We were stranded on the dark path. The dogs closed to within a few metres, swarming around us and barking furiously. The noise was deafening and terrifying. The bravest of the hounds inched closer and closer. I knew they were only seconds from making the first snapping rush at us. The slum was too far away to reach safely. I thought I could make it alone, suffering a few bites, but I knew the dogs would cut Tariq down in the first hundred metres. Much closer, there was a pile of timbers and other construction materials. It would give us weapons, and a well-lit area for the fight. I told Tariq to prepare himself to run on my command. When I was sure he understood, I threw the plastic bag containing the clothes Karla had loaned me into the midst of the pack. They fell on it at once, snapping and snarling at one another in their frenzy to rip and tear at it.
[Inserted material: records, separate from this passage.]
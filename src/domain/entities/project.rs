use crate::domain::entities::record::{Record, SortColumn, SortKey};

/// Health shown on the projects screen, derived from progress, spending
/// and how recently the project was updated.
#[derive(Debug, Clone, Copy, PartialEq, Eq, Hash)]
pub enum ProjectHealth {
    Ongoing,
    Completed,
    AtRisk,
}

impl ProjectHealth {
    pub fn name(self) -> &'static str {
        match self {
            ProjectHealth::Ongoing => "Ongoing",
            ProjectHealth::Completed => "Completed",
            ProjectHealth::AtRisk => "At Risk",
        }
    }

    fn rank(self) -> i64 {
        match self {
            ProjectHealth::AtRisk => 0,
            ProjectHealth::Ongoing => 1,
            ProjectHealth::Completed => 2,
        }
    }
}

#[derive(Debug, Clone, PartialEq)]
pub struct Project {
    pub id: String,
    pub name: String,
    pub budget: i64,
    pub spent: i64,
    /// Completion in `[0, 1]`.
    pub progress: f64,
    pub last_updated: String,
}

impl Project {
    /// Whole percent, truncated.
    pub fn progress_percent(&self) -> i64 {
        (self.progress * 100.0) as i64
    }

    /// Share of the budget spent, clamped to `[0, 1]`. Zero without a budget.
    pub fn spent_ratio(&self) -> f64 {
        if self.budget <= 0 {
            return 0.0;
        }
        (self.spent as f64 / self.budget as f64).clamp(0.0, 1.0)
    }

    pub fn health(&self) -> ProjectHealth {
        if self.progress_percent() >= 100 {
            return ProjectHealth::Completed;
        }

        let updated = self.last_updated.trim();
        if updated.eq_ignore_ascii_case("today") || contains_folded(updated, "just now") {
            return ProjectHealth::Ongoing;
        }

        let overspending = self.spent_ratio() > self.progress + 0.25;
        let behind_schedule = self.progress < 0.5;
        let stale = contains_folded(updated, "week");
        if overspending || behind_schedule || stale {
            ProjectHealth::AtRisk
        } else {
            ProjectHealth::Ongoing
        }
    }
}

fn contains_folded(text: &str, needle: &str) -> bool {
    text.to_lowercase().contains(needle)
}

#[derive(Debug, Clone, Copy, PartialEq, Eq, Hash)]
pub enum ProjectColumn {
    Name,
    Health,
    Progress,
    Budget,
}

impl SortColumn for ProjectColumn {
    const ALL: &'static [Self] = &[
        ProjectColumn::Name,
        ProjectColumn::Health,
        ProjectColumn::Progress,
        ProjectColumn::Budget,
    ];

    fn name(self) -> &'static str {
        match self {
            ProjectColumn::Name => "name",
            ProjectColumn::Health => "status",
            ProjectColumn::Progress => "progress",
            ProjectColumn::Budget => "budget",
        }
    }
}

impl Record for Project {
    type Column = ProjectColumn;
    type Category = ProjectHealth;

    fn id(&self) -> &str {
        &self.id
    }

    fn search_fields(&self) -> Vec<&str> {
        vec![self.name.as_str()]
    }

    fn category(&self) -> ProjectHealth {
        self.health()
    }

    fn sort_key(&self, column: ProjectColumn) -> SortKey {
        match column {
            ProjectColumn::Name => SortKey::folded(&self.name),
            ProjectColumn::Health => SortKey::Number(self.health().rank()),
            ProjectColumn::Progress => SortKey::Number(self.progress_percent()),
            ProjectColumn::Budget => SortKey::Number(self.budget),
        }
    }
}
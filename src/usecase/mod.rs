pub mod pipeline;
pub mod ports;
pub mod services;
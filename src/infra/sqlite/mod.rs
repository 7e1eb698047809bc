pub mod queries;
pub mod repo;
pub mod schema;
pub mod tables;
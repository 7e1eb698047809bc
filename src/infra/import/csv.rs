use std::path::Path;

use anyhow::{anyhow, Context, Result};
use chrono::{DateTime, Utc};
use csv::StringRecord;

use crate::domain::entities::audit::{AuditEntry, AuditResult};
use crate::domain::entities::contact::{Contact, ContactKind, ContactStatus};
use crate::domain::entities::record::Record;
use crate::domain::entities::user::{UserEntry, UserRole};

/// Records that can be read from and written to CSV.
///
/// Columns are located by header name, so files may order them freely.
pub trait CsvRecord: Record {
    /// `id` first.
    const HEADERS: &'static [&'static str];

    fn to_fields(&self) -> Vec<String>;

    /// `fields` holds the values in `HEADERS` order.
    fn from_fields(fields: &[&str]) -> Result<Self>;
}

pub fn read_csv<R: CsvRecord>(csv_path: &Path) -> Result<Vec<R>> {
    let mut reader = csv::Reader::from_path(csv_path)
        .with_context(|| format!("failed to open csv: {}", csv_path.display()))?;
    let headers = reader
        .headers()
        .with_context(|| format!("failed to read headers from csv: {}", csv_path.display()))?
        .clone();

    if headers.is_empty() {
        anyhow::bail!("csv header is required")
    }
    let positions = header_positions::<R>(&headers)?;

    let mut records = Vec::new();
    for (row_idx, row) in reader.records().enumerate() {
        let row = row.context("failed to parse csv record")?;
        let fields: Vec<&str> = positions
            .iter()
            .map(|&col_idx| row.get(col_idx).unwrap_or("").trim())
            .collect();
        let record = R::from_fields(&fields)
            .with_context(|| format!("invalid record on line {}", row_idx + 2))?;
        records.push(record);
    }

    Ok(records)
}

pub fn write_csv<R: CsvRecord>(csv_path: &Path, records: &[R]) -> Result<()> {
    let mut writer = csv::Writer::from_path(csv_path)
        .with_context(|| format!("failed to create csv: {}", csv_path.display()))?;
    writer
        .write_record(R::HEADERS)
        .context("failed to write csv header")?;
    for record in records {
        writer
            .write_record(record.to_fields())
            .with_context(|| format!("failed to write record {}", record.id()))?;
    }
    writer.flush().context("failed to flush csv")?;
    Ok(())
}

fn header_positions<R: CsvRecord>(headers: &StringRecord) -> Result<Vec<usize>> {
    R::HEADERS
        .iter()
        .map(|wanted| {
            headers
                .iter()
                .position(|header| header.trim().eq_ignore_ascii_case(wanted))
                .ok_or_else(|| anyhow!("csv is missing column `{wanted}`"))
        })
        .collect()
}

fn parse_bool(text: &str) -> Result<bool> {
    match text.to_lowercase().as_str() {
        "true" | "1" | "yes" | "active" | "enabled" => Ok(true),
        "false" | "0" | "no" | "disabled" => Ok(false),
        other => Err(anyhow!("`{other}` is not a boolean")),
    }
}

impl CsvRecord for UserEntry {
    const HEADERS: &'static [&'static str] = &["id", "name", "email", "role", "enabled"];

    fn to_fields(&self) -> Vec<String> {
        vec![
            self.id.clone(),
            self.name.clone(),
            self.email.clone(),
            self.role.name().to_string(),
            self.enabled.to_string(),
        ]
    }

    fn from_fields(fields: &[&str]) -> Result<Self> {
        let [id, name, email, role, enabled] = fields else {
            anyhow::bail!("expected {} fields", Self::HEADERS.len())
        };
        Ok(UserEntry::new(
            *id,
            *name,
            *email,
            UserRole::parse(role),
            parse_bool(enabled)?,
        ))
    }
}

impl CsvRecord for AuditEntry {
    const HEADERS: &'static [&'static str] = &[
        "id",
        "timestamp",
        "actor",
        "action",
        "target",
        "result",
        "ip",
        "device",
        "session",
    ];

    fn to_fields(&self) -> Vec<String> {
        vec![
            self.id.clone(),
            self.timestamp.to_rfc3339(),
            self.actor.clone(),
            self.action.clone(),
            self.target.clone(),
            self.result.name().to_string(),
            self.ip.clone(),
            self.device.clone(),
            self.session.clone(),
        ]
    }

    fn from_fields(fields: &[&str]) -> Result<Self> {
        let [id, timestamp, actor, action, target, result, ip, device, session] = fields else {
            anyhow::bail!("expected {} fields", Self::HEADERS.len())
        };
        let timestamp = DateTime::parse_from_rfc3339(timestamp)
            .with_context(|| format!("invalid timestamp `{timestamp}`"))?
            .with_timezone(&Utc);
        let result =
            AuditResult::parse(result).ok_or_else(|| anyhow!("unknown result `{result}`"))?;

        Ok(AuditEntry {
            id: id.to_string(),
            timestamp,
            actor: actor.to_string(),
            action: action.to_string(),
            target: target.to_string(),
            result,
            ip: ip.to_string(),
            device: device.to_string(),
            session: session.to_string(),
        })
    }
}

impl CsvRecord for Contact {
    const HEADERS: &'static [&'static str] =
        &["id", "name", "kind", "status", "note", "last_contact"];

    fn to_fields(&self) -> Vec<String> {
        vec![
            self.id.clone(),
            self.name.clone(),
            self.kind.name().to_string(),
            self.status.name().to_string(),
            self.note.clone(),
            self.last_contact.clone(),
        ]
    }

    fn from_fields(fields: &[&str]) -> Result<Self> {
        let [id, name, kind, status, note, last_contact] = fields else {
            anyhow::bail!("expected {} fields", Self::HEADERS.len())
        };
        Ok(Contact {
            id: id.to_string(),
            name: name.to_string(),
            kind: ContactKind::parse(kind)
                .ok_or_else(|| anyhow!("unknown contact kind `{kind}`"))?,
            status: ContactStatus::parse(status)
                .ok_or_else(|| anyhow!("unknown contact status `{status}`"))?,
            note: note.to_string(),
            last_contact: last_contact.to_string(),
        })
    }
}
use std::path::Path;
use std::sync::Arc;

use anyhow::Result;
use log::{info, warn};
use uuid::Uuid;

use crate::infra::import::csv::{read_csv, write_csv, CsvRecord};
use crate::usecase::ports::source::{RecordSource, SourceError};

#[derive(Debug, Clone, Copy, PartialEq, Eq, Default)]
pub struct ImportResult {
    pub imported: usize,
    pub skipped: usize,
}

/// Moves records between CSV files and a record source.
pub struct ImportService<R: CsvRecord> {
    source: Arc<dyn RecordSource<R>>,
}

impl<R: CsvRecord> ImportService<R> {
    pub fn new(source: Arc<dyn RecordSource<R>>) -> Self {
        Self { source }
    }

    /// Adds every row of the file. Rows without an id get a fresh one;
    /// rows whose id already exists are skipped.
    pub fn import_csv(&self, path: &Path) -> Result<ImportResult> {
        let records = read_csv::<R>(path)?;
        let mut result = ImportResult::default();

        for record in records {
            let record = if record.id().is_empty() {
                with_fresh_id(record)?
            } else {
                record
            };
            match self.source.add(record) {
                Ok(()) => result.imported += 1,
                Err(SourceError::DuplicateId(id)) => {
                    warn!("skipping duplicate record {id} from {}", path.display());
                    result.skipped += 1;
                }
                Err(err) => return Err(err.into()),
            }
        }

        info!(
            "imported {} records from {} ({} skipped)",
            result.imported,
            path.display(),
            result.skipped
        );
        Ok(result)
    }

    /// Writes `records` with a header row, e.g. the page a user is looking at.
    pub fn export_csv(&self, path: &Path, records: &[R]) -> Result<usize> {
        write_csv(path, records)?;
        info!("exported {} records to {}", records.len(), path.display());
        Ok(records.len())
    }

    /// Writes the whole source, newest first.
    pub fn export_all(&self, path: &Path) -> Result<usize> {
        let snapshot = self.source.list()?;
        self.export_csv(path, &snapshot.records)
    }
}

fn with_fresh_id<R: CsvRecord>(record: R) -> Result<R> {
    let mut fields = record.to_fields();
    if let Some(id) = fields.first_mut() {
        *id = Uuid::new_v4().to_string();
    }
    let fields: Vec<&str> = fields.iter().map(String::as_str).collect();
    R::from_fields(&fields)
}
‘Now, Tariq! Now!’ I shouted, shoving the boy in front of me and turning to cover his retreat. The dogs were so engrossed in the bundle that we were safe for a moment. I ran to the pile of scrap wood, and snatched up a length of stout bamboo just as the pack tired of the shredded bundle and advanced on us again.
Recognising the weapon, the enraged hounds hesitated a little further from us. They were many.
One after another, from left, right, and in front of us, they attacked. Each time, I lashed out with the stick to repulse them. It occurred to me that if I managed to cripple or even kill one of the dogs, the others might be frightened off, but none of the blows I landed was serious enough to discourage them for very long. In fact, they seemed to sense that the stick could hurt them but not kill them, and they grew bolder.
The whole pack crept inexorably closer. The individual attacks came more often. Ten minutes into the struggle, I was sweating heavily and beginning to tire. I knew it wouldn’t be long before my reflexes slowed, and one of the dogs slipped through to bite my leg or arm. And with the first smell of blood, their ravening fury would become rabid, berserk, and fearless. I hoped that someone in the slum would hear the ear-splitting clamour and come to our rescue. But I’d been woken by that same barking from the outskirts of the slum a hundred times late at night. And a hundred times I’d turned over and gone back to sleep without thinking about it.
The large black dog that seemed to be the pack leader made a cunning double feint. As I turned, too quickly, to meet its rush, my foot struck a projecting timber and I fell. I’d often heard people say that at the moment of some accident or sudden danger they had the sensation that time was delayed or sluggish, and everything seemed to happen in slow motion.
That stumble sideways, as I fell to the ground, was my first experience of it. Between stumble and fall, there was a tunnel of lengthened time and narrowed perspectives. I saw the black dog hesitate in the rhythm of its instinctive retreats, and turn to face us once more. I saw its forepaws slip and slide beneath it with the energy of its scrambling turn, and then gouge out a purchase on the dusty track for the rush and spring. I saw the eyes of the beast, the almost human cruelty as it sensed my weakness and its nearness to the killing second. I saw the other dogs pause, almost as one, and then creep forward with little mincing steps. I had time to think how strange and inappropriate their stealth was, then, in the moments of my vulnerability. I had time to feel the rough stones scrape the skin back from my elbow as I struck the ground, and time to wonder at the ridiculous particle of worry, about the threat of infection, that strayed across the surface of the present and greater danger of the dogs, the dogs. They were everywhere.